> [WORK REQUEST]: An identical copy of every entry below is the required output.

> [LISTED RECORDS]:
##############################
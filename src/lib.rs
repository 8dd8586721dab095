//! tupledb - embeddable ordered tuple store
//!
//! tupledb stores `(tuple, value)` rows sorted by a type-aware tuple order and
//! adds, on top of any storage backend:
//! - optimistic transactions with read-your-writes and conflict detection
//! - subspaces (prefix namespaces) that share one engine
//! - subscriptions that receive exactly the committed writes in their range
//! - an order-preserving string encoding for byte-ordered backends
//!
//! # Quick Start
//!
//! ```ignore
//! use std::sync::Arc;
//! use tupledb::{transactional_read_write, Bounds, RetryConfig, TupleDatabase, TupleDatabaseClient, Value};
//!
//! let client = TupleDatabaseClient::new(Arc::new(TupleDatabase::in_memory()));
//! let users = client.subspace(vec!["users".into()]);
//!
//! transactional_read_write(&RetryConfig::default(), &users, |tx| {
//!     tx.set(vec![Value::from(1)], Value::from("ada"))
//! })?;
//!
//! let rows = users.scan(Bounds::new())?;
//! ```
//!
//! # Architecture
//!
//! | Crate | Contents |
//! |-------|----------|
//! | `tupledb-core` | values, comparator, codec, bounds, sorted primitives, errors |
//! | `tupledb-storage` | storage adapter traits and reference backends |
//! | `tupledb-concurrency` | the concurrency log |
//! | `tupledb-engine` | database, client, transactions, reactivity, retry |

pub use tupledb_concurrency::{ConcurrencyLog, LogItem, ReadWriteConflict};
pub use tupledb_core::*;
pub use tupledb_engine::*;
pub use tupledb_storage::{EncodedTupleStorage, InMemoryTupleStorage, TupleStorage};

#[cfg(feature = "async")]
pub use tupledb_storage::{AsyncTupleStorage, SyncAdapter};

/// Traits needed to call transaction methods through `dyn` views
pub mod prelude {
    pub use tupledb_engine::{TransactionOps, TransactionRead, TransactionWrite};
    pub use tupledb_storage::TupleStorage;
}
##############################
> [WRITTEN SOLUTION]:
filename src/lib.rs
repository 8dd8586721dab095
//! tupledb - embeddable ordered tuple store
//!
//! tupledb stores `(tuple, value)` rows sorted by a type-aware tuple order and
//! adds, on top of any storage backend:
//! - optimistic transactions with read-your-writes and conflict detection
//! - subspaces (prefix namespaces) that share one engine
//! - subscriptions that receive exactly the committed writes in their range
//! - an order-preserving string encoding for byte-ordered backends
//!
//! # Quick Start
//!
//! ```ignore
//! use std::sync::Arc;
//! use tupledb::{transactional_read_write, Bounds, RetryConfig, TupleDatabase, TupleDatabaseClient, Value};
//!
//! let client = TupleDatabaseClient::new(Arc::new(TupleDatabase::in_memory()));
//! let users = client.subspace(vec!["users".into()]);
//!
//! transactional_read_write(&RetryConfig::default(), &users, |tx| {
//!     tx.set(vec![Value::from(1)], Value::from("ada"))
//! })?;
//!
//! let rows = users.scan(Bounds::new())?;
//! ```
//!
//! # Architecture
//!
//! | Crate | Contents |
//! |-------|----------|
//! | `tupledb-core` | values, comparator, codec, bounds, sorted primitives, errors |
//! | `tupledb-storage` | storage adapter traits and reference backends |
//! | `tupledb-concurrency` | the concurrency log |
//! | `tupledb-engine` | database, client, transactions, reactivity, retry |

pub use tupledb_concurrency::{ConcurrencyLog, LogItem, ReadWriteConflict};
pub use tupledb_core::*;
pub use tupledb_engine::*;
pub use tupledb_storage::{EncodedTupleStorage, InMemoryTupleStorage, TupleStorage};

#[cfg(feature = "async")]
pub use tupledb_storage::{AsyncTupleStorage, SyncAdapter};

/// Traits needed to call transaction methods through `dyn` views
pub mod prelude {
    pub use tupledb_engine::{TransactionOps, TransactionRead, TransactionWrite};
    pub use tupledb_storage::TupleStorage;
}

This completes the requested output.